About this task
Exactly as written, restate the material below from its first line through the line containing "Checks a runtime", and stop there.

++++++++++++++++++++

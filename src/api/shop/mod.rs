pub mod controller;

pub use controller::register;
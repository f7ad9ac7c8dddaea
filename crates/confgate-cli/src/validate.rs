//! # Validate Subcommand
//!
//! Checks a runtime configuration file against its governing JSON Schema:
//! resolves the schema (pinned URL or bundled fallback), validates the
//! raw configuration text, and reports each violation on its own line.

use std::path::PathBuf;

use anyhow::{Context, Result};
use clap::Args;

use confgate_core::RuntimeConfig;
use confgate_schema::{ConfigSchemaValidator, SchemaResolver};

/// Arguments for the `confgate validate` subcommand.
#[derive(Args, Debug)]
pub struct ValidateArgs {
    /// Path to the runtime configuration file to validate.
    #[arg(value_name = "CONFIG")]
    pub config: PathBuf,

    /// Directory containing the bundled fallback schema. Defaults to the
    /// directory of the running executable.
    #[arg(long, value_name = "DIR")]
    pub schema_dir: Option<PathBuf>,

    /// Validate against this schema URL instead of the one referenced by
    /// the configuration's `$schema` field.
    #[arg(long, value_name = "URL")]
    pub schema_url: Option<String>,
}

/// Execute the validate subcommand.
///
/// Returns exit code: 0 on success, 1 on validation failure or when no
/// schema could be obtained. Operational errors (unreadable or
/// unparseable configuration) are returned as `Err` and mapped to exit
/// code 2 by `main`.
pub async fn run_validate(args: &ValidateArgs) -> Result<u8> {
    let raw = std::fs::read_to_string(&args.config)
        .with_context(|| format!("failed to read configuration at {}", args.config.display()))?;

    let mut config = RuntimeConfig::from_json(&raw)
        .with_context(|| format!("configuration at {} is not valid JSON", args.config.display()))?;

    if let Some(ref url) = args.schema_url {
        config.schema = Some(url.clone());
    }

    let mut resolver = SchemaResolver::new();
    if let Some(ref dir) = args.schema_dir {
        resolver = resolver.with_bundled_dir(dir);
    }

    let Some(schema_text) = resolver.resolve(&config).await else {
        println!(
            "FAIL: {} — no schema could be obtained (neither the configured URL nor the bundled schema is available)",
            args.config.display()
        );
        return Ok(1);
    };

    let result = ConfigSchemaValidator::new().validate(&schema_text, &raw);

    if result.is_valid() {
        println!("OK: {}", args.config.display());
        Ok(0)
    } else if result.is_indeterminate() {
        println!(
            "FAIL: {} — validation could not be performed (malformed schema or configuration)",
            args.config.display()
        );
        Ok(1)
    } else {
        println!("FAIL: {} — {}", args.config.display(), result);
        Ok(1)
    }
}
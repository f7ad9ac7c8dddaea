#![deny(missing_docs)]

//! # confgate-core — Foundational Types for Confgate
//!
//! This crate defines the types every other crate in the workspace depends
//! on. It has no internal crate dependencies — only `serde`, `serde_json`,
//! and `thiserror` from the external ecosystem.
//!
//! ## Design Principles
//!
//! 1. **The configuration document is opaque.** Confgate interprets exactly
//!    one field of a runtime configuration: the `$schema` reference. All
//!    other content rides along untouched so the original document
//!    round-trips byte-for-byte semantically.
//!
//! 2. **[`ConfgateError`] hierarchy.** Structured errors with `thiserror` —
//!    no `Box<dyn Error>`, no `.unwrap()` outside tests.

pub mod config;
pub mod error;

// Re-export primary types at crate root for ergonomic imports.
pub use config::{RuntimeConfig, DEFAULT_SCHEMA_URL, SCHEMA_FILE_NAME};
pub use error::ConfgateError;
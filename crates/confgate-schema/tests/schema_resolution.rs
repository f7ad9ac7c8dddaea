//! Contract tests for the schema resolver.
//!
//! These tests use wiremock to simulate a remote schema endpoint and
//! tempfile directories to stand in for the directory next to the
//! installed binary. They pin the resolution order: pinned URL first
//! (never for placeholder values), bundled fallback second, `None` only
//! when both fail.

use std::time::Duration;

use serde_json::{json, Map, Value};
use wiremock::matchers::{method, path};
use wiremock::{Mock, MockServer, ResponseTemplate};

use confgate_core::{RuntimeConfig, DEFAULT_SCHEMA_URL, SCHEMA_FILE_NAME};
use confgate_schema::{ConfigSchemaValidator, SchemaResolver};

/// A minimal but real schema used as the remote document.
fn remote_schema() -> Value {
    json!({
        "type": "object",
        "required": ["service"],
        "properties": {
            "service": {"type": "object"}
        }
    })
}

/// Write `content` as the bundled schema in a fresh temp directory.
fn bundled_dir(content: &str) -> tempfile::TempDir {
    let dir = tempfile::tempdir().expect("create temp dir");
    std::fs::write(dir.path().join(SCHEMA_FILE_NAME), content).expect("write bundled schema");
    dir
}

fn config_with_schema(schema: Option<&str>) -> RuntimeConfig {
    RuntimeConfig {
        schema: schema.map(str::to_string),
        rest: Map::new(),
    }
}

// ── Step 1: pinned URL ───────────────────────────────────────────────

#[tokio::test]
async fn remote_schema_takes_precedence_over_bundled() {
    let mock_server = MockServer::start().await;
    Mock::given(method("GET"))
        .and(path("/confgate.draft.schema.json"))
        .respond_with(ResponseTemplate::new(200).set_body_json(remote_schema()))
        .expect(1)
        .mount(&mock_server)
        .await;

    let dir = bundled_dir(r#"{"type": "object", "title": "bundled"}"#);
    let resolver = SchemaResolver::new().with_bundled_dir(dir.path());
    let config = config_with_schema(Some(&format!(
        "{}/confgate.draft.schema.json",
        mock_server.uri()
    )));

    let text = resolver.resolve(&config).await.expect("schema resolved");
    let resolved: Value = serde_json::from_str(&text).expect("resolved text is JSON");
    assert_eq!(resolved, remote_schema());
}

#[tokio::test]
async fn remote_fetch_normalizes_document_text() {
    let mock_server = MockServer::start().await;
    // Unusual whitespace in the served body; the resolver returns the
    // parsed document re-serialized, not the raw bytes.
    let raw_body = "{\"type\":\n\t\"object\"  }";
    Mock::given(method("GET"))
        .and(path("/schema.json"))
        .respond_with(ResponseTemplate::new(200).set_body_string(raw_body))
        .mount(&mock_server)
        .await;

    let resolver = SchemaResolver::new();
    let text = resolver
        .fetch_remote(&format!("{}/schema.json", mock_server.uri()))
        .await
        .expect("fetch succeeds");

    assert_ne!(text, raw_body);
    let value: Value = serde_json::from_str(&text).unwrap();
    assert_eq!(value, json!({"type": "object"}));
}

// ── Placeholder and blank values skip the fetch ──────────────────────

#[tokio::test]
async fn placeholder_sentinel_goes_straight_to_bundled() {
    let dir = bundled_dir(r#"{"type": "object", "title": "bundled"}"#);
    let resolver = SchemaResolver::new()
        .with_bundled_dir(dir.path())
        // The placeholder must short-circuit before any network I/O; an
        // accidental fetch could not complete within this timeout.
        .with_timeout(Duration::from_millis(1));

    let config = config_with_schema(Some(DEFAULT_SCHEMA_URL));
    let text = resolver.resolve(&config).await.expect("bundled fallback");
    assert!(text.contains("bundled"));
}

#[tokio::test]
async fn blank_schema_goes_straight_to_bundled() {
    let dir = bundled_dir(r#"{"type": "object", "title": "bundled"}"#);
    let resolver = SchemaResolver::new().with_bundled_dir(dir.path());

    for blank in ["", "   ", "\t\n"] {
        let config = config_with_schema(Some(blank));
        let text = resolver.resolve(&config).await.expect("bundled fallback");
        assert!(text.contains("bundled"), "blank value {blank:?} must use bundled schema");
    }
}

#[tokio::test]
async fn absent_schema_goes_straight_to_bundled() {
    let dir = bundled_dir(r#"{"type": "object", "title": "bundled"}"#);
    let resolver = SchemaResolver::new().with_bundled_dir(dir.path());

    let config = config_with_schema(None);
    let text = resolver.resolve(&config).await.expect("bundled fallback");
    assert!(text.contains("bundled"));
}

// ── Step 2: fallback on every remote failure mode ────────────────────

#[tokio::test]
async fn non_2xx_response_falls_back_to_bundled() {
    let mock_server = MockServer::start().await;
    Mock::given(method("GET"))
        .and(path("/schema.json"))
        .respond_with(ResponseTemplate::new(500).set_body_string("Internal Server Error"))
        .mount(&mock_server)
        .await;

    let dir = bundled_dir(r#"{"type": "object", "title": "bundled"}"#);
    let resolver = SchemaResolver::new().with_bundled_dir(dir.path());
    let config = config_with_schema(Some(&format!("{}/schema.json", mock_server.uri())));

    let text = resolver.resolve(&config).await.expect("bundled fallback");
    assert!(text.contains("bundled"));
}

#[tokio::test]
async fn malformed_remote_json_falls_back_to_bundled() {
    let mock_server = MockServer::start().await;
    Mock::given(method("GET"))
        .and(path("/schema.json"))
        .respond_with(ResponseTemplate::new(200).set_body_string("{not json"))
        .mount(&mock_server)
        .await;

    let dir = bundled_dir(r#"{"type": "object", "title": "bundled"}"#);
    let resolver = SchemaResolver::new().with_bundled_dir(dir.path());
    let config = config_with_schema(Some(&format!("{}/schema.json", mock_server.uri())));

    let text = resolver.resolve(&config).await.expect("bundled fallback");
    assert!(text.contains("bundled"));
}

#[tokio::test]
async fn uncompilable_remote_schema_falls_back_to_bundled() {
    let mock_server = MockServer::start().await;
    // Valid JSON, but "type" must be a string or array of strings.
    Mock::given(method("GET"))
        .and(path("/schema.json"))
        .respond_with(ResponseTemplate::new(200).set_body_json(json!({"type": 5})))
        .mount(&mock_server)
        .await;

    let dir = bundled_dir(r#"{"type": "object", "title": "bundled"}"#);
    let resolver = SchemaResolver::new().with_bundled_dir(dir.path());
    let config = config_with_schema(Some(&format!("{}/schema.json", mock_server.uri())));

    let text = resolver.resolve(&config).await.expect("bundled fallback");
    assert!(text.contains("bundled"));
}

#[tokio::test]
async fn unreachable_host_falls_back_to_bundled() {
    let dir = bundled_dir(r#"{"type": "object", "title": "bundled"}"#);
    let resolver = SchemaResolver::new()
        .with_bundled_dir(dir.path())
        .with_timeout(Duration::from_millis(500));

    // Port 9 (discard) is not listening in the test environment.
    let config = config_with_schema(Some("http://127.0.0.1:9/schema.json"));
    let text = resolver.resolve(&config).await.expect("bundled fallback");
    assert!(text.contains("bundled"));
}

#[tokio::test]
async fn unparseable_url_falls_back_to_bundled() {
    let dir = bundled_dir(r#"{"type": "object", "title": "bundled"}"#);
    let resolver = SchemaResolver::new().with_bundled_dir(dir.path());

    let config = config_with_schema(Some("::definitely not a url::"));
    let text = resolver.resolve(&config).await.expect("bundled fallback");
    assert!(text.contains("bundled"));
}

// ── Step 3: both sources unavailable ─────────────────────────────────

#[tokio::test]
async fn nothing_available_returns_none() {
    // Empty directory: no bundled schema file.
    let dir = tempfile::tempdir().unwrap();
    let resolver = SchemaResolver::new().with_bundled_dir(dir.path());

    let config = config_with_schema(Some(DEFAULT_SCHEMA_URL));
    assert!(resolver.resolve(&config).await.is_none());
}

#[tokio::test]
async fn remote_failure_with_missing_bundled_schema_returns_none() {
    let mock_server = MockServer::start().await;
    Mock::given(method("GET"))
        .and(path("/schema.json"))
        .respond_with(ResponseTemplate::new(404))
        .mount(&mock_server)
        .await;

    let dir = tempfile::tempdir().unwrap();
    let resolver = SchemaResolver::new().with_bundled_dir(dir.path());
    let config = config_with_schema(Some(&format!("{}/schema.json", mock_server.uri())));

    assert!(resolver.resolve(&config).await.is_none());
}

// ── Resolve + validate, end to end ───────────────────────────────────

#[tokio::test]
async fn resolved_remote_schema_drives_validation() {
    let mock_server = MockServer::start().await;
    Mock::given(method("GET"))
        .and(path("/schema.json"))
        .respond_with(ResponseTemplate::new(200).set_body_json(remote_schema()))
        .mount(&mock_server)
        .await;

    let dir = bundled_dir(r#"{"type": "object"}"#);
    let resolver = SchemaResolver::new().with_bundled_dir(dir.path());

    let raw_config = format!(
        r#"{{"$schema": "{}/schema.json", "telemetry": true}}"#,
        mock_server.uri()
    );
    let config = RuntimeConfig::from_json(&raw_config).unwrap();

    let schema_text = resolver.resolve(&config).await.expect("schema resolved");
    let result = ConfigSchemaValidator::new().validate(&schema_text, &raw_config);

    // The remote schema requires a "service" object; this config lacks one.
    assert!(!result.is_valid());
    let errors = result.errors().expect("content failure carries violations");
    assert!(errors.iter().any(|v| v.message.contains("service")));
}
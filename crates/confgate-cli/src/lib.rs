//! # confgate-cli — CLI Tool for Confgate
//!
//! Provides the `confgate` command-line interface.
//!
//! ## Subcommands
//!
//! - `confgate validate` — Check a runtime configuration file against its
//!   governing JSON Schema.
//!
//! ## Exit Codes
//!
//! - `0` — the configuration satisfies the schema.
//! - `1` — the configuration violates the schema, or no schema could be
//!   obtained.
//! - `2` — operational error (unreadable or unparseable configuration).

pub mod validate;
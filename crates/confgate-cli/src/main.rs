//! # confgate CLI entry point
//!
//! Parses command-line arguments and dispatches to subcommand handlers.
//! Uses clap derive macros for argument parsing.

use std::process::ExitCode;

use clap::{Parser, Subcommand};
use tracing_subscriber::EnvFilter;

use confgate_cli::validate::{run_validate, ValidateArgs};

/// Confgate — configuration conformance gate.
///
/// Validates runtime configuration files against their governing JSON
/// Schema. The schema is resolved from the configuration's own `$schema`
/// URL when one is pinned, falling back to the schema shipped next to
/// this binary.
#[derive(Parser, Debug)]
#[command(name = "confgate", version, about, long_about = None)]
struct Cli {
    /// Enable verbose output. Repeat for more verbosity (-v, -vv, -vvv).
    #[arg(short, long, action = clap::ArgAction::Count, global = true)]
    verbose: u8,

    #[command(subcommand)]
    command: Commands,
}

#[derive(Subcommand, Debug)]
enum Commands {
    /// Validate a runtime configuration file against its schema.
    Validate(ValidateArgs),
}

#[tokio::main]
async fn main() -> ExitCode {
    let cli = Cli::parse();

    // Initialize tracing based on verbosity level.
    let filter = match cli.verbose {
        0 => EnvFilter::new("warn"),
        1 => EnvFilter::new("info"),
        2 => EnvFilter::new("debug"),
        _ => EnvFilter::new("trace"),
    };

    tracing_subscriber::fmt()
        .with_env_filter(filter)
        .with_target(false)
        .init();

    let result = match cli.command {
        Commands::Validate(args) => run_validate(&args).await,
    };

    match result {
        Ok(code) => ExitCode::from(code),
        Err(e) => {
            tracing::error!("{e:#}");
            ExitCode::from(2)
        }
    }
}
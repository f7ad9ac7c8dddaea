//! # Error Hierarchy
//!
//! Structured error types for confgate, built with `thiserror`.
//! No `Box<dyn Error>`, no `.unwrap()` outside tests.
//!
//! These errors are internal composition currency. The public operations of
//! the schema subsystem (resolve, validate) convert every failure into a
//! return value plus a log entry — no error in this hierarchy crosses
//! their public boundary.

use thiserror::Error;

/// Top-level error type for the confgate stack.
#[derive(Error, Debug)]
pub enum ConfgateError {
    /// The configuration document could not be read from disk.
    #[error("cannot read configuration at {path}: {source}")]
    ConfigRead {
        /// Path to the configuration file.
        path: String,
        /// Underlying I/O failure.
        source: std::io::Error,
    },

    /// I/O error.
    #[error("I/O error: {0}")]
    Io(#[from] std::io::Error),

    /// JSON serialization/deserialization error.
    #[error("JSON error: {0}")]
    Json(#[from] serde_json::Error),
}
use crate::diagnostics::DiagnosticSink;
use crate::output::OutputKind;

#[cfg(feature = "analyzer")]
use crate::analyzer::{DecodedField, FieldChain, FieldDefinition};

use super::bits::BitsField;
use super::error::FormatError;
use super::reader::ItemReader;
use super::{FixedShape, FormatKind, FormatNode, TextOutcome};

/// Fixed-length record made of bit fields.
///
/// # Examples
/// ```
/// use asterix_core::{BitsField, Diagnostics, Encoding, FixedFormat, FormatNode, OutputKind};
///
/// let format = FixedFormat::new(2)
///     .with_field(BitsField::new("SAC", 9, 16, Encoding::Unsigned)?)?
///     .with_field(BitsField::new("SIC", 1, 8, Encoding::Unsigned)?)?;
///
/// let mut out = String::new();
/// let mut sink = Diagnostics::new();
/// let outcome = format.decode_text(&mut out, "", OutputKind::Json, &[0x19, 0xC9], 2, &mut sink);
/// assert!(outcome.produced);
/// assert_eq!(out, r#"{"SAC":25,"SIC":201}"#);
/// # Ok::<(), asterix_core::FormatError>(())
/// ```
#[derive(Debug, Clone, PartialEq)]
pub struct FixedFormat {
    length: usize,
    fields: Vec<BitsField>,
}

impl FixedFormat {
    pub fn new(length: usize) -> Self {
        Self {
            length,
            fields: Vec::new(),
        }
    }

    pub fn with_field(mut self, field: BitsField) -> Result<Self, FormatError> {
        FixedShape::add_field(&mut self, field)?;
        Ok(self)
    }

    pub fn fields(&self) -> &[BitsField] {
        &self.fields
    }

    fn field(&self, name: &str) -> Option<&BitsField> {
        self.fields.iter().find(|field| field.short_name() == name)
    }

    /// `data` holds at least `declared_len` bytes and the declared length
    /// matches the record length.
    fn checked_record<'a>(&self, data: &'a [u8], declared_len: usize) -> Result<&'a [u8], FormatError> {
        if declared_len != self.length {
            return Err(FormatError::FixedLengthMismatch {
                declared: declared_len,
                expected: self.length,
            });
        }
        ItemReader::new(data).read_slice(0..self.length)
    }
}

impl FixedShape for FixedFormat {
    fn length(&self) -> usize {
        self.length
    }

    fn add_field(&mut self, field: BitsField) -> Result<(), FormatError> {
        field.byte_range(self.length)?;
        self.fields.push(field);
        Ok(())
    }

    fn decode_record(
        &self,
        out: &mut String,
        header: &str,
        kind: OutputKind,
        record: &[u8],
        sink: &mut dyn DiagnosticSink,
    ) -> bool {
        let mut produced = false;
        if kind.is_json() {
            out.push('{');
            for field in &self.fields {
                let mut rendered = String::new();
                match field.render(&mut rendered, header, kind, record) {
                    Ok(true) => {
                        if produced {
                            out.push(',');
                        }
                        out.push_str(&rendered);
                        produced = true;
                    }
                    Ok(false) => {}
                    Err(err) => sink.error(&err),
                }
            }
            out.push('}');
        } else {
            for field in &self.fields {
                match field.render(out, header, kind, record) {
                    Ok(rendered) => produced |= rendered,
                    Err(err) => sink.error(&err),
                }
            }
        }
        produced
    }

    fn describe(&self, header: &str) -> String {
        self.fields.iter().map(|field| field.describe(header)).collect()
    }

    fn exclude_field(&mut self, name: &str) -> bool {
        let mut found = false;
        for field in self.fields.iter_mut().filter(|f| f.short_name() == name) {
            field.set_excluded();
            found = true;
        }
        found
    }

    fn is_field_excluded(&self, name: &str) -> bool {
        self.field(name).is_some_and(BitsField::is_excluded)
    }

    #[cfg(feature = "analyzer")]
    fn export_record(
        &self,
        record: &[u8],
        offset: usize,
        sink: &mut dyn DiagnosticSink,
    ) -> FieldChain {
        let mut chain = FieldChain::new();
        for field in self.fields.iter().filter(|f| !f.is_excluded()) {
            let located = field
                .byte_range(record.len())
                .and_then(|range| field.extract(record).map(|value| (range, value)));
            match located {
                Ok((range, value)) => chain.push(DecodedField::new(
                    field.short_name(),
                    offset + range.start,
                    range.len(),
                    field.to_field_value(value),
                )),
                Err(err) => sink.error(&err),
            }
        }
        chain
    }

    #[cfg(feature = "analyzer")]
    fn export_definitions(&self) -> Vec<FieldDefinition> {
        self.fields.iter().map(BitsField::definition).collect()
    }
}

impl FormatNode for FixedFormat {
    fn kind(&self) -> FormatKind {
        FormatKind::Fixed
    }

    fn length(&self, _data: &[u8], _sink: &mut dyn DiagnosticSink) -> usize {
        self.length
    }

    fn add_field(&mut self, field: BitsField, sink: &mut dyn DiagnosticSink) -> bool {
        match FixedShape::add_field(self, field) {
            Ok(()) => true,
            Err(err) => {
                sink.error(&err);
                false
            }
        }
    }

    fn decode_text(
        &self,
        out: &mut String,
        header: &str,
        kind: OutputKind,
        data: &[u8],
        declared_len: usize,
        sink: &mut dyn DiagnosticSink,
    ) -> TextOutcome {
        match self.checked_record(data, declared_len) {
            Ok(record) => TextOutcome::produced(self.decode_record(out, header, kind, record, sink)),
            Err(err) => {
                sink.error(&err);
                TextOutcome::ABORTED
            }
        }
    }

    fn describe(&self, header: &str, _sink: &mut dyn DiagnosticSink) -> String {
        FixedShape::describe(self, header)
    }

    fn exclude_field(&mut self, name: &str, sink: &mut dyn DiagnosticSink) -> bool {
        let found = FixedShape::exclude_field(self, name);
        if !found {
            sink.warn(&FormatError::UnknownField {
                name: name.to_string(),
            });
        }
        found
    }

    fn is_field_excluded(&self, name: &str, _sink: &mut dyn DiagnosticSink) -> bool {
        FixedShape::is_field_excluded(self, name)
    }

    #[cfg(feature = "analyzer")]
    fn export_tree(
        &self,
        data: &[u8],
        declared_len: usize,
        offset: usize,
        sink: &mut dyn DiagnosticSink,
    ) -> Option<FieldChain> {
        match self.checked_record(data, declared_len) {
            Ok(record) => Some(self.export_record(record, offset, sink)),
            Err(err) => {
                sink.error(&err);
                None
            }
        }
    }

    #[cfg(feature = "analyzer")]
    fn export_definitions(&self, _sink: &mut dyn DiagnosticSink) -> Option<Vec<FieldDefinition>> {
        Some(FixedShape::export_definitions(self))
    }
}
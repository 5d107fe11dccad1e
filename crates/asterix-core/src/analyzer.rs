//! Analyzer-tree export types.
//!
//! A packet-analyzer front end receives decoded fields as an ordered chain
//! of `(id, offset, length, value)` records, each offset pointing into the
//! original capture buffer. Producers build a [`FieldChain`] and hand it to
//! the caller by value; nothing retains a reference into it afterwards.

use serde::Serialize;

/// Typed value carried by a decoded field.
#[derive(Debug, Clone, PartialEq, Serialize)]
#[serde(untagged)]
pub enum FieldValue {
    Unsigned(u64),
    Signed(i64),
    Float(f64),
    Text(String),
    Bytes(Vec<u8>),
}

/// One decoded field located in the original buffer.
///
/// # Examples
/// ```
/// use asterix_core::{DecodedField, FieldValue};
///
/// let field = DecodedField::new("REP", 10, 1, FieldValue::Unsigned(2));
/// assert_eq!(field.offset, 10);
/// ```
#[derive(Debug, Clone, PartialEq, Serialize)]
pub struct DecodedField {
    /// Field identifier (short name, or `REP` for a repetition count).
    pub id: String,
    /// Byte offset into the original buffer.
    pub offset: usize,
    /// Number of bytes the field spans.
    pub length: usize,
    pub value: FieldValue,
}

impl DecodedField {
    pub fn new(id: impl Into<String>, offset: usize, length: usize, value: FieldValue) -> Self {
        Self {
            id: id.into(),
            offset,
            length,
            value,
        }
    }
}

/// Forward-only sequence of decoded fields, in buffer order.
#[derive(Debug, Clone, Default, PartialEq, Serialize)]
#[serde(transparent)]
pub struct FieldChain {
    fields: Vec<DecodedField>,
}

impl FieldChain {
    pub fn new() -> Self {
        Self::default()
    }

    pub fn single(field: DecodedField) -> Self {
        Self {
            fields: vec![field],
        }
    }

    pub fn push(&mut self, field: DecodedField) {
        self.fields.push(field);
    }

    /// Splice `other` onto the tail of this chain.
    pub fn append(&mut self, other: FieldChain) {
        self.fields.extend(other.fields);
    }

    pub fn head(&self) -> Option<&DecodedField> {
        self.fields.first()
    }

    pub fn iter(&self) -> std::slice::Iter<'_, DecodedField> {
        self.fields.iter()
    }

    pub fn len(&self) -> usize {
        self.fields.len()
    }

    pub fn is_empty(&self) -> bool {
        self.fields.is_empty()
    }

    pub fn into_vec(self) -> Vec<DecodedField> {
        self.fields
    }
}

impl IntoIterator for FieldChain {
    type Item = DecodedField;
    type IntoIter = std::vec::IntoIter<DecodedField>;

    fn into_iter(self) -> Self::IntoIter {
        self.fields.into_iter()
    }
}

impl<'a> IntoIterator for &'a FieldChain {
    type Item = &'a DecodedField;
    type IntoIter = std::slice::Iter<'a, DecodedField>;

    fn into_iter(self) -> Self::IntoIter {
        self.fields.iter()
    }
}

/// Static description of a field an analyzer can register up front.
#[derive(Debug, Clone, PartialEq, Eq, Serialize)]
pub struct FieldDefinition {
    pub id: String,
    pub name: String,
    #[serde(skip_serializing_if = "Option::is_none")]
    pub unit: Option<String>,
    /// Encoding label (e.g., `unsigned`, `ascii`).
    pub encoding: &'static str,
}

++++++++++++++++++++

Your solution
filename src/api/shop/mod.rs
pub mod controller;

pub use controller::register;
repository f7ad9ac7c8dddaea
filename crates/confgate-cli/src/validate.rs
//! # Validate Subcommand
//!
//! Checks a runtime configuration file against its governing JSON Schema:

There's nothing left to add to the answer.